Problem to solve:
For the entries that follow, restate word for word the line containing "#[derive(Debug, Clone, PartialEq, Eq)]", the line containing "impl QuestionEndpoint for Query", and every line that lies between them.

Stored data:
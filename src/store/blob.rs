use super::schema::LocalBlobEntry;
use crate::error::Result;
use async_trait::async_trait;
use chrono::{DateTime, Utc};
use parking_lot::Mutex;
use rusqlite::{params, Connection, OptionalExtension};
use std::path::Path;
use std::sync::Arc;
use tracing::{debug, info};

/// File name of the cache database inside the cache directory.
pub const DB_FILE: &str = "doclens.db";

/// Keyed store of document bytes. `doc_id` is the uniqueness key.
#[async_trait]
pub trait BlobStore: Send + Sync {
    /// Insert or overwrite the entry for `entry.doc_id`. Atomic per key.
    async fn put(&self, entry: LocalBlobEntry) -> Result<()>;

    async fn get(&self, doc_id: &str) -> Result<Option<LocalBlobEntry>>;

    /// Remove the entry. Deleting an absent key is not an error.
    async fn delete(&self, doc_id: &str) -> Result<()>;

    async fn contains(&self, doc_id: &str) -> Result<bool>;
}

/// SQLite-backed blob store.
pub struct SqliteBlobStore {
    conn: Arc<Mutex<Connection>>,
}

impl SqliteBlobStore {
    pub fn open(cache_dir: &Path) -> Result<Self> {
        std::fs::create_dir_all(cache_dir)?;
        let conn = Connection::open(cache_dir.join(DB_FILE))?;

        conn.execute_batch(
            "PRAGMA journal_mode = WAL;
             PRAGMA synchronous  = NORMAL;
             PRAGMA temp_store   = MEMORY;",
        )?;

        Self::init_schema(&conn)?;
        debug!(path = %cache_dir.display(), "opened blob store");
        Ok(Self {
            conn: Arc::new(Mutex::new(conn)),
        })
    }

    pub fn open_in_memory() -> Result<Self> {
        let conn = Connection::open_in_memory()?;
        Self::init_schema(&conn)?;
        Ok(Self {
            conn: Arc::new(Mutex::new(conn)),
        })
    }

    fn init_schema(conn: &Connection) -> Result<()> {
        conn.execute_batch(
            "CREATE TABLE IF NOT EXISTS blobs (
                doc_id       TEXT PRIMARY KEY,
                filename     TEXT NOT NULL,
                blob         BLOB NOT NULL,
                upload_date  TEXT NOT NULL
            );",
        )?;
        Ok(())
    }

    async fn with_conn<T, F>(&self, f: F) -> Result<T>
    where
        F: FnOnce(&Connection) -> Result<T> + Send + 'static,
        T: Send + 'static,
    {
        let conn = Arc::clone(&self.conn);
        tokio::task::spawn_blocking(move || {
            let conn = conn.lock();
            f(&conn)
        })
        .await?
    }

    fn row_to_entry(row: &rusqlite::Row) -> rusqlite::Result<LocalBlobEntry> {
        let raw_date: String = row.get(3)?;
        let upload_date = DateTime::parse_from_rfc3339(&raw_date)
            .map(|d| d.with_timezone(&Utc))
            .map_err(|e| {
                rusqlite::Error::FromSqlConversionFailure(3, rusqlite::types::Type::Text, Box::new(e))
            })?;
        Ok(LocalBlobEntry {
            doc_id: row.get(0)?,
            filename: row.get(1)?,
            blob: row.get(2)?,
            upload_date,
        })
    }
}

#[async_trait]
impl BlobStore for SqliteBlobStore {
    async fn put(&self, entry: LocalBlobEntry) -> Result<()> {
        self.with_conn(move |conn| {
            conn.execute(
                "INSERT INTO blobs (doc_id, filename, blob, upload_date)
                 VALUES (?1, ?2, ?3, ?4)
                 ON CONFLICT(doc_id) DO UPDATE SET
                    filename = excluded.filename,
                    blob = excluded.blob,
                    upload_date = excluded.upload_date",
                params![
                    entry.doc_id,
                    entry.filename,
                    entry.blob,
                    entry.upload_date.to_rfc3339(),
                ],
            )?;
            info!(doc_id = %entry.doc_id, bytes = entry.blob.len(), "cached document bytes");
            Ok(())
        })
        .await
    }

    async fn get(&self, doc_id: &str) -> Result<Option<LocalBlobEntry>> {
        let doc_id = doc_id.to_string();
        self.with_conn(move |conn| {
            let entry = conn
                .query_row(
                    "SELECT doc_id, filename, blob, upload_date FROM blobs WHERE doc_id = ?1",
                    params![doc_id],
                    Self::row_to_entry,
                )
                .optional()?;
            Ok(entry)
        })
        .await
    }

    async fn delete(&self, doc_id: &str) -> Result<()> {
        let doc_id = doc_id.to_string();
        self.with_conn(move |conn| {
            let removed = conn.execute("DELETE FROM blobs WHERE doc_id = ?1", params![doc_id])?;
            if removed > 0 {
                info!(doc_id = %doc_id, "evicted cached document bytes");
            }
            Ok(())
        })
        .await
    }

    async fn contains(&self, doc_id: &str) -> Result<bool> {
        let doc_id = doc_id.to_string();
        self.with_conn(move |conn| {
            let found = conn
                .query_row(
                    "SELECT 1 FROM blobs WHERE doc_id = ?1",
                    params![doc_id],
                    |_| Ok(()),
                )
                .optional()?;
            Ok(found.is_some())
        })
        .await
    }
}
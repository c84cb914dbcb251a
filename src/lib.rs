//! doclens: a terminal client for a document research service.
//!
//! Keeps a durable local cache of uploaded document bytes consistent with the
//! backend's document registry, mediates selection between views, and owns
//! the lifecycle of preview URIs.

pub mod config;
pub mod error;
pub mod file;
pub mod preview;
pub mod registry;
pub mod render;
pub mod session;
pub mod store;
pub mod workspace;

pub use config::Config;
pub use error::{Error, ErrorKind, Result};
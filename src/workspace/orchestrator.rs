use crate::error::Result;
use crate::registry::{QueryResponse, QuestionRequest, RemoteRegistry, ThemeResponse};
use async_trait::async_trait;
use std::marker::PhantomData;
use std::sync::Arc;
use tokio_util::sync::CancellationToken;
use tracing::{debug, warn};

/// What a question view renders.
#[derive(Debug, Clone, PartialEq, Eq)]
pub enum AnswerView<T> {
    Idle,
    Loading,
    Ready(T),
    /// Uniform placeholder; details go to the log.
    Failed(String),
}

/// A backend endpoint that answers a question.
#[async_trait]
pub trait QuestionEndpoint: Send + Sync + 'static {
    type Output: Clone + Send + 'static;

    /// Placeholder shown when the request fails for any reason.
    const FAILURE: &'static str;

    async fn ask(registry: &dyn RemoteRegistry, request: &QuestionRequest) -> Result<Self::Output>;
}

pub struct Query;
pub struct Theme;

#[async_trait]
impl QuestionEndpoint for Query {
    type Output = QueryResponse;
    const FAILURE: &'static str = "Error fetching answers.";

    async fn ask(registry: &dyn RemoteRegistry, request: &QuestionRequest) -> Result<QueryResponse> {
        registry.query(request).await
    }
}

#[async_trait]
impl QuestionEndpoint for Theme {
    type Output = ThemeResponse;
    const FAILURE: &'static str = "Error generating themes.";

    async fn ask(registry: &dyn RemoteRegistry, request: &QuestionRequest) -> Result<ThemeResponse> {
        registry.theme(request).await
    }
}

/// One question in flight at a time. Nothing is cached and nothing is retried.
pub struct QuestionOrchestrator<E: QuestionEndpoint> {
    registry: Arc<dyn RemoteRegistry>,
    top_k_per_doc: u32,
    input: String,
    loading: bool,
    view: AnswerView<E::Output>,
    mounted: CancellationToken,
    _endpoint: PhantomData<E>,
}

pub type QueryOrchestrator = QuestionOrchestrator<Query>;
pub type ThemeOrchestrator = QuestionOrchestrator<Theme>;

impl<E: QuestionEndpoint> QuestionOrchestrator<E> {
    pub fn new(registry: Arc<dyn RemoteRegistry>, top_k_per_doc: u32) -> Self {
        Self {
            registry,
            top_k_per_doc,
            input: String::new(),
            loading: false,
            view: AnswerView::Idle,
            mounted: CancellationToken::new(),
            _endpoint: PhantomData,
        }
    }

    pub fn set_input(&mut self, text: impl Into<String>) {
        self.input = text.into();
    }

    pub fn input(&self) -> &str {
        &self.input
    }

    pub fn is_loading(&self) -> bool {
        self.loading
    }

    pub fn view(&self) -> &AnswerView<E::Output> {
        &self.view
    }

    /// Whether the submit control is enabled.
    pub fn can_submit(&self) -> bool {
        !self.loading && !self.input.trim().is_empty()
    }

    pub fn lifetime(&self) -> CancellationToken {
        self.mounted.clone()
    }

    /// Send the current input. The input is drained before the request goes out.
    ///
    /// `doc_ids` scopes the question; `None` asks across every document.
    pub async fn submit(&mut self, doc_ids: Option<Vec<String>>) -> &AnswerView<E::Output> {
        if !self.can_submit() {
            debug!(loading = self.loading, "submit ignored");
            return &self.view;
        }

        let question = std::mem::take(&mut self.input).trim().to_string();
        let request = QuestionRequest {
            question,
            top_k_per_doc: self.top_k_per_doc,
            doc_ids: doc_ids.filter(|ids| !ids.is_empty()),
        };

        self.loading = true;
        self.view = AnswerView::Loading;
        let result = E::ask(self.registry.as_ref(), &request).await;
        self.loading = false;

        if self.mounted.is_cancelled() {
            debug!("discarding answer for unmounted view");
            self.view = AnswerView::Idle;
            return &self.view;
        }

        self.view = match result {
            Ok(output) => AnswerView::Ready(output),
            Err(e) => {
                warn!(error = %e, question = %request.question, "question failed");
                AnswerView::Failed(E::FAILURE.to_string())
            }
        };
        &self.view
    }
}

Task result:
#[derive(Debug, Clone, PartialEq, Eq)]
pub enum AnswerView<T> {
    Idle,
    Loading,
    Ready(T),
    /// Uniform placeholder; details go to the log.
    Failed(String),
}

/// A backend endpoint that answers a question.
#[async_trait]
pub trait QuestionEndpoint: Send + Sync + 'static {
    type Output: Clone + Send + 'static;

    /// Placeholder shown when the request fails for any reason.
    const FAILURE: &'static str;

    async fn ask(registry: &dyn RemoteRegistry, request: &QuestionRequest) -> Result<Self::Output>;
}

pub struct Query;
pub struct Theme;

#[async_trait]
impl QuestionEndpoint for Query {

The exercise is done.